What you have to do
Could you please find each line in the records that contains the word "PartialEq" and copy it?

Dataset entries
>>

use std::sync::{
    atomic::{AtomicU64, Ordering},
    Mutex,
};

use serde::{Deserialize, Serialize};
use serde_json::Value;

use crate::state::lock;

impl Default for SheetParams {
    fn default() -> Self {
        Self { default_height: 50 }
    }
}

#[derive(Debug, Clone, PartialEq, Eq, Deserialize)]
#[serde(default, rename_all = "camelCase")]
pub struct SheetParams {
    /// Height used when a sheet is opened without one, in viewport percent.
    pub default_height: u32,
}

#[derive(Debug, Clone, PartialEq, Serialize)]
pub struct SheetEntry {
    pub id: u64,
    pub kind: String,
    pub props: Value,
    pub height: u32,
}

/// Stack of open bottom sheets. The most recently opened sheet is on top.
#[derive(Debug, Default)]
pub struct SheetStack {
    params: SheetParams,
    next_id: AtomicU64,
    sheets: Mutex<Vec<SheetEntry>>,
}

impl SheetStack {
    pub fn new(params: SheetParams) -> Self {
        Self {
            params,
            ..Default::default()
        }
    }

    /// Opens a sheet and returns its id. Missing props default to an empty object.
    pub fn open(&self, kind: impl Into<String>, props: Option<Value>, height: Option<u32>) -> u64 {
        let id = self.next_id.fetch_add(1, Ordering::Relaxed) + 1;

        lock(&self.sheets).push(SheetEntry {
            id,
            kind: kind.into(),
            props: props.unwrap_or_else(|| Value::Object(Default::default())),
            height: height.unwrap_or(self.params.default_height),
        });

        id
    }

    pub fn close(&self, id: u64) -> bool {
        let mut sheets = lock(&self.sheets);
        let Some(index) = sheets.iter().position(|s| s.id == id) else {
            return false;
        };

        sheets.remove(index);
        true
    }

    /// Closes the topmost sheet, returning it.
    pub fn close_top(&self) -> Option<SheetEntry> {
        lock(&self.sheets).pop()
    }

    pub fn top(&self) -> Option<SheetEntry> {
        lock(&self.sheets).last().cloned()
    }

    pub fn has_sheet(&self) -> bool {
        !lock(&self.sheets).is_empty()
    }

    pub fn list(&self) -> Vec<SheetEntry> {
        lock(&self.sheets).clone()
    }
}

// region:    --- Tests

#[cfg(test)]
mod tests {
    use serde_json::json;

    use super::*;

    #[test]
    fn test_sheet_open_defaults() {
        let sheets = SheetStack::new(SheetParams { default_height: 70 });

        let id = sheets.open("comment", None, None);
        let sheet = sheets.top().unwrap();

        assert_eq!(id, sheet.id);
        assert_eq!(json!({}), sheet.props);
        assert_eq!(70, sheet.height);
    }

    #[test]
    fn test_sheet_close_top_pops_latest() {
        let sheets = SheetStack::default();
        let comment = sheets.open("comment", Some(json!({ "postId": 3 })), None);
        let like = sheets.open("like", None, Some(30));

        assert_eq!(Some(like), sheets.close_top().map(|s| s.id));
        assert_eq!(Some(comment), sheets.top().map(|s| s.id));

        assert!(sheets.close(comment));
        assert!(!sheets.close(comment));
        assert!(!sheets.has_sheet());
        assert_eq!(None, sheets.close_top());
    }
}

// endregion: --- Tests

<<

Answer box
#[derive(Debug, Clone, PartialEq, Eq, Deserialize)]
#[derive(Debug, Clone, PartialEq, Serialize)]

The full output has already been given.